BEGIN
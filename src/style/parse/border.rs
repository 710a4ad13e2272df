//! Border shorthand parsing.

use cssparser::Parser;

use crate::style::properties::{BorderStyle, Color};

use super::keywords::parse_border_style_value;
use super::values::{parse_color, parse_length, parse_value};

/// Components of a `border` shorthand. Any of them may be absent.
#[derive(Debug, Clone, Default, PartialEq)]
pub struct BorderValue {
    pub width: Option<f32>,
    pub style: Option<BorderStyle>,
    pub color: Option<Color>,
}

/// Resolve a `border` shorthand: width, style and color in any order.
pub fn resolve_border(value: &str) -> Option<BorderValue> {
    parse_value(value, |input| {
        let border = parse_border_values(input);
        if border.width.is_none() && border.style.is_none() && border.color.is_none() {
            return None;
        }
        Some(border)
    })
}

/// Resolve a `border-width` value.
pub fn resolve_border_width(value: &str) -> Option<f32> {
    parse_value(value, parse_border_width_value)
}

/// Parse a single border-width value (length or keyword).
pub(crate) fn parse_border_width_value(input: &mut Parser<'_, '_>) -> Option<f32> {
    if let Ok(token) = input.try_parse(|i| i.expect_ident_cloned()) {
        let width = match token.to_ascii_lowercase().as_str() {
            "thin" => 1.0,
            "medium" => 3.0,
            "thick" => 5.0,
            _ => return None,
        };
        return Some(width);
    }

    parse_length(input)
}

/// Parse border values (width, style, color) in any order.
pub(crate) fn parse_border_values(input: &mut Parser<'_, '_>) -> BorderValue {
    let mut border = BorderValue::default();

    for _ in 0..3 {
        if border.style.is_none()
            && let Ok(s) = input.try_parse(|i| {
                parse_border_style_value(i).ok_or_else(|| i.new_custom_error::<_, ()>(()))
            })
        {
            border.style = Some(s);
            continue;
        }

        if border.color.is_none()
            && let Ok(c) =
                input.try_parse(|i| parse_color(i).ok_or_else(|| i.new_custom_error::<_, ()>(())))
        {
            border.color = Some(c);
            continue;
        }

        if border.width.is_none()
            && let Ok(w) = input.try_parse(|i| {
                parse_border_width_value(i).ok_or_else(|| i.new_custom_error::<_, ()>(()))
            })
        {
            border.width = Some(w);
            continue;
        }

        break;
    }

    border
}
END
- **Task to carry out**:
If a line in the records contains "BorderStyle", report it.

- **Output of the exercise**:
use crate::style::properties::{BorderStyle, Color};
    pub style: Option<BorderStyle>,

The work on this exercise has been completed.